Corteo e flash mob contro Renzi e in solidarietà con i lavoratori delle Acciaierie di Terni. L’iniziativa, annunciata oggi per sabato è del movimento Cinque Stelle. Appuntamento in zona Gabella (dal grattacielo) alle 20,30 di sabato 1 novembre, con bandiere e fiaccole sino in Piazza Prampolini, dove si svolgerà il flash mob.

“In seguito ai fatti di Roma – si legge in un un documento – il Movimento 5 Stelle di Reggio Emilia avverte l’esigenza morale e democratica di manifestare solidarietà agli operai delle acciaierie di Terni e a tutti quei lavoratori che stanno perdendo e hanno perso il posto di lavoro e sono stati abbandonati e irrisi dal Governo Renzi, che ha dimostrato in piazza Indipendenza a Roma la totale indisponibilità al dialogo con il mondo del lavoro.

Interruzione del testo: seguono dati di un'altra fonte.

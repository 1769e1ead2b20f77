use anyhow::{Context, Result};
use serde::{Deserialize, Serialize};
use std::path::{Path, PathBuf};
use tracing::info;

#[derive(Debug, Clone, Serialize, Deserialize)]
#[serde(default)]
pub struct Config {
    pub general: GeneralConfig,

    pub server: ServerConfig,

    pub otp: OtpConfig,

    pub mail: MailConfig,

    pub countries: CountriesConfig,

    pub admin: AdminSeedConfig,

    #[serde(default)]
    pub observability: ObservabilityConfig,

    #[serde(default)]
    pub security: SecurityConfig,
}

#[derive(Debug, Clone, Serialize, Deserialize)]
#[serde(default)]
pub struct SecurityConfig {
    /// Argon2 memory cost in KiB (default: 8192 = 8MB)
    pub argon2_memory_cost_kib: u32,

    /// Argon2 time cost (iterations)
    pub argon2_time_cost: u32,

    /// Argon2 parallelism (default: 1)
    pub argon2_parallelism: u32,

    /// Minimum length accepted for new admin passwords.
    pub min_password_length: usize,
}

impl Default for SecurityConfig {
    fn default() -> Self {
        Self {
            argon2_memory_cost_kib: 8192,
            argon2_time_cost: 3,
            argon2_parallelism: 1,
            min_password_length: 8,
        }
    }
}

#[derive(Debug, Clone, Serialize, Deserialize)]
#[serde(default)]
pub struct ObservabilityConfig {
    pub metrics_enabled: bool,

    pub loki_enabled: bool,

    pub loki_url: String,

    pub loki_labels: std::collections::HashMap<String, String>,
}

impl Default for ObservabilityConfig {
    fn default() -> Self {
        let mut labels = std::collections::HashMap::new();
        labels.insert("app".to_string(), "alumni-connect".to_string());

        Self {
            metrics_enabled: true,
            loki_enabled: false,
            loki_url: "http://localhost:3100".to_string(),
            loki_labels: labels,
        }
    }
}

#[derive(Debug, Clone, Serialize, Deserialize)]
#[serde(default)]
pub struct ServerConfig {
    pub enabled: bool,

    pub port: u16,

    pub cors_allowed_origins: Vec<String>,

    /// Whether to set the Secure flag on admin session cookies.
    /// Set to false for local development without HTTPS.
    pub secure_cookies: bool,

    /// Admin session inactivity timeout.
    pub session_timeout_minutes: i64,

    /// Request body limit. Must leave room above the 5 MiB payment proof
    /// cap for multipart framing and the other form fields.
    pub max_body_bytes: usize,
}

impl Default for ServerConfig {
    fn default() -> Self {
        Self {
            enabled: true,
            port: 8080,
            cors_allowed_origins: vec!["*".to_string()],
            secure_cookies: true,
            session_timeout_minutes: 60,
            max_body_bytes: 8 * 1024 * 1024,
        }
    }
}

#[derive(Debug, Clone, Serialize, Deserialize)]
#[serde(default)]
pub struct GeneralConfig {
    pub database_path: String,

    pub log_level: String,

    /// Number of tokio worker threads (default: 2)
    /// Set to 0 to use the number of CPU cores
    pub worker_threads: usize,

    /// Maximum database connections (default: 5)
    pub max_db_connections: u32,

    /// Minimum database connections (default: 1)
    pub min_db_connections: u32,
}

impl Default for GeneralConfig {
    fn default() -> Self {
        Self {
            database_path: "sqlite:data/alumni-connect.db".to_string(),
            log_level: "info".to_string(),
            worker_threads: 2,
            max_db_connections: 5,
            min_db_connections: 1,
        }
    }
}

#[derive(Debug, Clone, Serialize, Deserialize)]
#[serde(default)]
pub struct OtpConfig {
    /// How long an issued code stays consumable.
    pub validity_seconds: u32,

    /// Run the expired-code sweep from the background scheduler.
    pub sweep_enabled: bool,

    pub sweep_interval_minutes: u32,
}

impl Default for OtpConfig {
    fn default() -> Self {
        Self {
            validity_seconds: 120,
            sweep_enabled: true,
            sweep_interval_minutes: 30,
        }
    }
}

#[derive(Debug, Clone, Serialize, Deserialize)]
#[serde(default)]
pub struct MailConfig {
    /// When disabled, codes are written to the log instead of being mailed.
    pub enabled: bool,

    /// Transactional email endpoint (Brevo-compatible JSON API).
    pub api_url: String,

    #[serde(skip_serializing)]
    pub api_key: String,

    pub sender_email: String,

    pub sender_name: Option<String>,

    pub request_timeout_seconds: u64,

    /// Shown in message subjects and headers.
    pub organization_name: String,
}

impl Default for MailConfig {
    fn default() -> Self {
        Self {
            enabled: false,
            api_url: "https://api.brevo.com/v3/smtp/email".to_string(),
            api_key: String::new(),
            sender_email: String::new(),
            sender_name: Some("Alumni Connect".to_string()),
            request_timeout_seconds: 15,
            organization_name: "Alumni Connect".to_string(),
        }
    }
}

#[derive(Debug, Clone, Serialize, Deserialize)]
#[serde(default)]
pub struct CountriesConfig {
    pub seed_on_startup: bool,

    pub source_url: String,

    pub request_timeout_seconds: u64,
}

impl Default for CountriesConfig {
    fn default() -> Self {
        Self {
            seed_on_startup: true,
            source_url: "https://restcountries.com/v3.1/all?fields=name,cca2,latlng".to_string(),
            request_timeout_seconds: 20,
        }
    }
}

#[derive(Debug, Clone, Serialize, Deserialize)]
#[serde(default)]
pub struct AdminSeedConfig {
    pub default_username: String,

    #[serde(skip_serializing)]
    pub default_password: String,

    pub superuser_username: String,

    #[serde(skip_serializing)]
    pub superuser_password: String,
}

impl Default for AdminSeedConfig {
    fn default() -> Self {
        Self {
            default_username: "admin".to_string(),
            default_password: "change-me-admin".to_string(),
            superuser_username: "superadmin".to_string(),
            superuser_password: "change-me-superuser".to_string(),
        }
    }
}

impl Default for Config {
    fn default() -> Self {
        Self {
            general: GeneralConfig::default(),
            server: ServerConfig::default(),
            otp: OtpConfig::default(),
            mail: MailConfig::default(),
            countries: CountriesConfig::default(),
            admin: AdminSeedConfig::default(),
            observability: ObservabilityConfig::default(),
            security: SecurityConfig::default(),
        }
    }
}

const ENV_DATABASE_PATH: &str = "ALUMNI_CONNECT_DATABASE_PATH";
const ENV_MAIL_API_KEY: &str = "ALUMNI_CONNECT_MAIL_API_KEY";
const ENV_ADMIN_PASSWORD: &str = "ALUMNI_CONNECT_ADMIN_PASSWORD";
const ENV_SUPERUSER_PASSWORD: &str = "ALUMNI_CONNECT_SUPERUSER_PASSWORD";

impl Config {
    pub fn load() -> Result<Self> {
        let paths = Self::config_paths();

        let mut config = None;
        for path in &paths {
            if path.exists() {
                info!("Loading config from: {}", path.display());
                config = Some(Self::load_from_path(path)?);
                break;
            }
        }

        let mut config = config.unwrap_or_else(|| {
            info!("No config file found, using defaults");
            Self::default()
        });
        config.apply_env_overrides();
        Ok(config)
    }

    pub fn load_from_path(path: &Path) -> Result<Self> {
        let content = std::fs::read_to_string(path)
            .with_context(|| format!("Failed to read config file: {}", path.display()))?;

        let config: Self = toml::from_str(&content)
            .with_context(|| format!("Failed to parse config file: {}", path.display()))?;

        Ok(config)
    }

    /// Secrets are kept out of the TOML file when they come from the environment.
    pub fn apply_env_overrides(&mut self) {
        if let Ok(path) = std::env::var(ENV_DATABASE_PATH) {
            self.general.database_path = path;
        }
        if let Ok(key) = std::env::var(ENV_MAIL_API_KEY) {
            self.mail.api_key = key;
        }
        if let Ok(password) = std::env::var(ENV_ADMIN_PASSWORD) {
            self.admin.default_password = password;
        }
        if let Ok(password) = std::env::var(ENV_SUPERUSER_PASSWORD) {
            self.admin.superuser_password = password;
        }
    }

    pub fn save_to_path(&self, path: &Path) -> Result<()> {
        if let Some(parent) = path.parent() {
            std::fs::create_dir_all(parent)?;
        }

        let content = toml::to_string_pretty(self)?;
        std::fs::write(path, content)?;
        info!("Config saved to: {}", path.display());
        Ok(())
    }

    fn config_paths() -> Vec<PathBuf> {
        let mut paths = vec![];

        paths.push(PathBuf::from("config.toml"));

        if let Some(config_dir) = dirs::config_dir() {
            paths.push(config_dir.join("alumni-connect").join("config.toml"));
        }

        if let Some(home) = dirs::home_dir() {
            paths.push(home.join(".alumni-connect").join("config.toml"));
        }

        paths
    }

    fn default_config_path() -> PathBuf {
        PathBuf::from("config.toml")
    }

    pub fn create_default_if_missing() -> Result<bool> {
        let path = Self::default_config_path();
        if path.exists() {
            Ok(false)
        } else {
            let config = Self::default();
            config.save_to_path(&path)?;
            info!("Created default config file: {}", path.display());
            Ok(true)
        }
    }

    pub fn validate(&self) -> Result<()> {
        if self.mail.enabled {
            if self.mail.api_url.is_empty() {
                anyhow::bail!("Mail API URL cannot be empty when mail is enabled");
            }
            if self.mail.api_key.is_empty() {
                anyhow::bail!(
                    "Mail API key must be set (config or {ENV_MAIL_API_KEY}) when mail is enabled"
                );
            }
            if self.mail.sender_email.is_empty() {
                anyhow::bail!("Mail sender address cannot be empty when mail is enabled");
            }
        }

        if self.otp.validity_seconds == 0 {
            anyhow::bail!("OTP validity must be greater than zero seconds");
        }

        if self.otp.sweep_enabled && self.otp.sweep_interval_minutes == 0 {
            anyhow::bail!("OTP sweep interval must be > 0 when the sweep is enabled");
        }

        if self.server.max_body_bytes <= crate::constants::MAX_PAYMENT_PROOF_BYTES {
            anyhow::bail!(
                "server.max_body_bytes must exceed the {} byte payment proof limit",
                crate::constants::MAX_PAYMENT_PROOF_BYTES
            );
        }

        Ok(())
    }
}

Mentre da un lato si presentano misure – il Jobs Act – sempre più lesive dei diritti dei lavoratori e sempre più miranti alla diffusione di forme di lavoro precario e non tutelato, dall’altro l’unica risposta che ricevono coloro che protestano e cercano di difendere il proprio posto e il proprio futuro, è la repressione violenta”.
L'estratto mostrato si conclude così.